The report, which includes input from LIMPAL, Taller de Vida, CODHES, Humanas and Women’s Link Worldwide, documents the ways in which the long-standing conflict in Colombia combine with government actions to result in the violation of women’s human rights. The impact, especially in the form of forced displacement, is largely felt by marginalized groups, including indigenous populations and Afro-Colombians, with women being especially effected.
 
The report identifies sexual violence as a frequent cause of forced displacement.
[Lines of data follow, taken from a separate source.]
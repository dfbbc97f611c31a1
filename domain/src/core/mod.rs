//! Core domain concepts shared across all subdomains.
//!
//! - [`problem::Problem`] — a problem instance debated by the agents
//! - [`error::DomainError`] — domain-level errors

pub mod error;
pub mod problem;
The report also details the ways in which women’s reproductive rights are violated and the threats and violence faced by those working to protect women’s human rights. In addition to the violations committed by guerrilla groups, the report indicates that the Colombian government has carried out extra-judicial executions, groundless detentions, threats, and torture. The government is also implicated in failing to implement strategies to reduce the effects of forced displacements. 
 
Procurador General Alejandro Ordoñez, tasked with enforcing court decisions, has publicly expressed his opinion that women should enjoy limited sexual and reproductive rights. In Memo 030, he directed public officials to disregard the Constitutional Court’s ruling authorizing life- and health-saving abortions. Procurador Ordoñez has also failed to prosecute those failing to fulfill their legal obligation to provide access to abortions. Finally, Procurador Ordoñez has attempted to reverse the Constitutional Court’s judgment that information regarding abortion should be a part of sexual education.
 
The report estimates that twenty percent of women experience forced displacement as a result of gender violence and over half of women who are known to be displaced report having been the victim of gender-based violence. Despite this, only 72 of the 183 cases remitted to the Attorney General for investigation by the Constitutional Court had been submitted to the National Unit for Human Rights and International Humanitarian Law. Of those cases assigned to the Unit, 55 were still undergoing preliminary investigation.
 
Women human rights defenders seeking to address the above issues are faced with threats, imprisonment, and even death. In addition to official public accusations that such human rights workers are linked with guerrillas and terrorists, the Attorney General has authorized police monitoring of the communications of human rights NGOs. MADRE Human Rights Advocacy Director Lisa Davis, in Geneva to present MADRE’s report highlighted the dangers faced by human rights workers, noted that “Colombian human rights advocates and organizations have been tireless in their efforts to document and denounce the on-going conflict, harmful government policies and the human rights violations targeting women . . . . Because of heightened threats at this time, our partners are not able to join me in person to testify before the Committee.”